LLM Priors for ERM over Programs

We study program-learning methods that are efficient in both samples and computation. Classical learning theory suggests that when the target admits a short program description, for example a short piece of ``Python code'', it can be learned from few examples by ERM over the program class. However, this approach relies on enumerating candidate programs, which is typically exponential in the description length; gradient-based training avoids this explicit search but, for some families of short programs, can require exponentially many samples to succeed. We propose LLM-PV, a propose-and-verify recipe that enables ERM-style selection over a discrete program class without exhaustive enumeration: a pretrained LLM induces a proposal distribution over candidate programs, each proposal is executed and scored on a held-out validation set, and the best program is selected, with no gradient updates or validation feedback used to adapt the sampling distribution.

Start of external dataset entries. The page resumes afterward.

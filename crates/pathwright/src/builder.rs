//! Setup-phase router construction.
//!
//! [`RouterBuilder`] collects routes, hooks and error handlers, then turns
//! into an immutable [`Router`]. Nothing can be registered once the router is
//! built, so a router shared between threads is never mutated.

use std::sync::Arc;

use pathwright_config::DispatchConfig;
use pathwright_router::{BuildResult, Method, RouteTree};
use tracing::{debug, warn};

use crate::handler::{BoxedCallback, SharedErrorHandler, SharedHook};
use crate::registry::{ErrorRegistry, HookRegistry};
use crate::{ResolutionContext, Router};

/// Builder for [`Router`].
///
/// Hooks must be registered before the routes that name them: a hook name
/// that is unknown when a route is registered is dropped from that route.
///
/// # Example
///
/// ```
/// use pathwright::{Method, RouterBuilder, ResolutionContext};
///
/// # fn main() -> Result<(), pathwright::BuildError> {
/// let mut builder = RouterBuilder::new();
/// builder
///     .hook("signed_in", |ctx: &ResolutionContext| ctx.variable("user").is_some())
///     .error_handler(404, |_: &ResolutionContext| false);
/// builder.get("/", |_: &ResolutionContext| Ok(()))?;
/// builder.route(
///     &[Method::Get, Method::Post],
///     &["/users/$user/settings"],
///     vec![pathwright::BoxedCallback::new(|_: &ResolutionContext| Ok(()))],
///     &["signed_in"],
/// )?;
///
/// let router = builder.build();
/// assert_eq!(router.route_count(), 3);
/// # Ok(())
/// # }
/// ```
#[derive(Debug, Default)]
pub struct RouterBuilder {
    tree: RouteTree<BoxedCallback>,
    hooks: HookRegistry,
    errors: ErrorRegistry,
    config: DispatchConfig,
}

impl RouterBuilder {
    /// Creates a builder with the default dispatch configuration.
    #[must_use]
    pub fn new() -> Self {
        Self::default()
    }

    /// Creates a builder with the given dispatch configuration.
    #[must_use]
    pub fn with_config(config: DispatchConfig) -> Self {
        Self {
            config,
            ..Self::default()
        }
    }

    /// Replaces the dispatch configuration.
    pub fn config(&mut self, config: DispatchConfig) -> &mut Self {
        self.config = config;
        self
    }

    /// Registers `callbacks` and `hooks` for every (method, pattern) pair.
    ///
    /// Registering a path again appends to its chain. Hook names without a
    /// registered hook are dropped with a warning.
    ///
    /// # Errors
    ///
    /// Returns [`BuildError`](crate::BuildError) if any pattern is malformed;
    /// nothing from the call is registered in that case.
    pub fn route<P: AsRef<str>>(
        &mut self,
        methods: &[Method],
        patterns: &[P],
        callbacks: Vec<BoxedCallback>,
        hooks: &[&str],
    ) -> BuildResult<&mut Self> {
        let hooks = self.known_hooks(hooks);
        let callback_count = callbacks.len();

        self.tree.insert(methods, patterns, callbacks, hooks)?;

        for pattern in patterns {
            debug!(
                methods = ?methods,
                pattern = pattern.as_ref(),
                callbacks = callback_count,
                "route registered"
            );
        }
        Ok(self)
    }

    /// Registers a `GET` route.
    ///
    /// # Errors
    ///
    /// Returns [`BuildError`](crate::BuildError) if the pattern is malformed.
    pub fn get<F>(&mut self, pattern: &str, callback: F) -> BuildResult<&mut Self>
    where
        F: Fn(&ResolutionContext) -> anyhow::Result<()> + Send + Sync + 'static,
    {
        self.route(&[Method::Get], &[pattern], vec![BoxedCallback::new(callback)], &[])
    }

    /// Registers a `POST` route.
    ///
    /// # Errors
    ///
    /// Returns [`BuildError`](crate::BuildError) if the pattern is malformed.
    pub fn post<F>(&mut self, pattern: &str, callback: F) -> BuildResult<&mut Self>
    where
        F: Fn(&ResolutionContext) -> anyhow::Result<()> + Send + Sync + 'static,
    {
        self.route(&[Method::Post], &[pattern], vec![BoxedCallback::new(callback)], &[])
    }

    /// Registers a `PUT` route.
    ///
    /// # Errors
    ///
    /// Returns [`BuildError`](crate::BuildError) if the pattern is malformed.
    pub fn put<F>(&mut self, pattern: &str, callback: F) -> BuildResult<&mut Self>
    where
        F: Fn(&ResolutionContext) -> anyhow::Result<()> + Send + Sync + 'static,
    {
        self.route(&[Method::Put], &[pattern], vec![BoxedCallback::new(callback)], &[])
    }

    /// Registers a `PATCH` route.
    ///
    /// # Errors
    ///
    /// Returns [`BuildError`](crate::BuildError) if the pattern is malformed.
    pub fn patch<F>(&mut self, pattern: &str, callback: F) -> BuildResult<&mut Self>
    where
        F: Fn(&ResolutionContext) -> anyhow::Result<()> + Send + Sync + 'static,
    {
        self.route(&[Method::Patch], &[pattern], vec![BoxedCallback::new(callback)], &[])
    }

    /// Registers a `DELETE` route.
    ///
    /// # Errors
    ///
    /// Returns [`BuildError`](crate::BuildError) if the pattern is malformed.
    pub fn delete<F>(&mut self, pattern: &str, callback: F) -> BuildResult<&mut Self>
    where
        F: Fn(&ResolutionContext) -> anyhow::Result<()> + Send + Sync + 'static,
    {
        self.route(&[Method::Delete], &[pattern], vec![BoxedCallback::new(callback)], &[])
    }

    /// Registers a route for every method.
    ///
    /// # Errors
    ///
    /// Returns [`BuildError`](crate::BuildError) if the pattern is malformed.
    pub fn all<F>(&mut self, pattern: &str, callback: F) -> BuildResult<&mut Self>
    where
        F: Fn(&ResolutionContext) -> anyhow::Result<()> + Send + Sync + 'static,
    {
        self.route(&Method::ALL, &[pattern], vec![BoxedCallback::new(callback)], &[])
    }

    /// Registers a hook under `name`, replacing any hook of the same name.
    pub fn hook<F>(&mut self, name: impl Into<String>, hook: F) -> &mut Self
    where
        F: Fn(&ResolutionContext) -> bool + Send + Sync + 'static,
    {
        self.insert_hook(name.into(), Arc::new(hook))
    }

    /// Registers the handler for an error code, replacing any earlier one.
    pub fn error_handler<F>(&mut self, code: u16, handler: F) -> &mut Self
    where
        F: Fn(&ResolutionContext) -> bool + Send + Sync + 'static,
    {
        self.insert_error_handler(code, Arc::new(handler))
    }

    /// Number of (method, pattern) registrations so far.
    #[must_use]
    pub fn route_count(&self) -> usize {
        self.tree.len()
    }

    /// Builds the router. Registration is closed from here on.
    #[must_use]
    pub fn build(self) -> Router {
        debug!(
            routes = self.tree.len(),
            hooks = self.hooks.len(),
            error_handlers = self.errors.len(),
            "router built"
        );
        Router::new(self.tree, self.hooks, self.errors, self.config)
    }

    pub(crate) fn insert_hook(&mut self, name: String, hook: SharedHook) -> &mut Self {
        debug!(hook = %name, "hook registered");
        if self.hooks.insert(name, hook) {
            debug!("previous hook replaced");
        }
        self
    }

    pub(crate) fn insert_error_handler(
        &mut self,
        code: u16,
        handler: SharedErrorHandler,
    ) -> &mut Self {
        debug!(errno = code, "error handler registered");
        if self.errors.insert(code, handler) {
            debug!(errno = code, "previous error handler replaced");
        }
        self
    }

    fn known_hooks(&self, names: &[&str]) -> Vec<String> {
        names
            .iter()
            .filter(|name| {
                let known = self.hooks.contains(name);
                if !known {
                    warn!(hook = %name, "hook is not registered; dropped from route");
                }
                known
            })
            .map(ToString::to_string)
            .collect()
    }
}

Across algorithmic tasks including parity variants, pattern matching, and primality testing, LLM-PV often recovers the exact underlying rule from a small labeled set and generalizes far beyond the training sequence lengths, while SGD-trained transformers, fine-tuning, in-context learning, and classical ML baselines can fit the training data yet fail to generalize reliably. Together, these results suggest that pretrained LLM priors can serve as effective search biases for ERM, narrowing the gap between statistical and computational efficiency.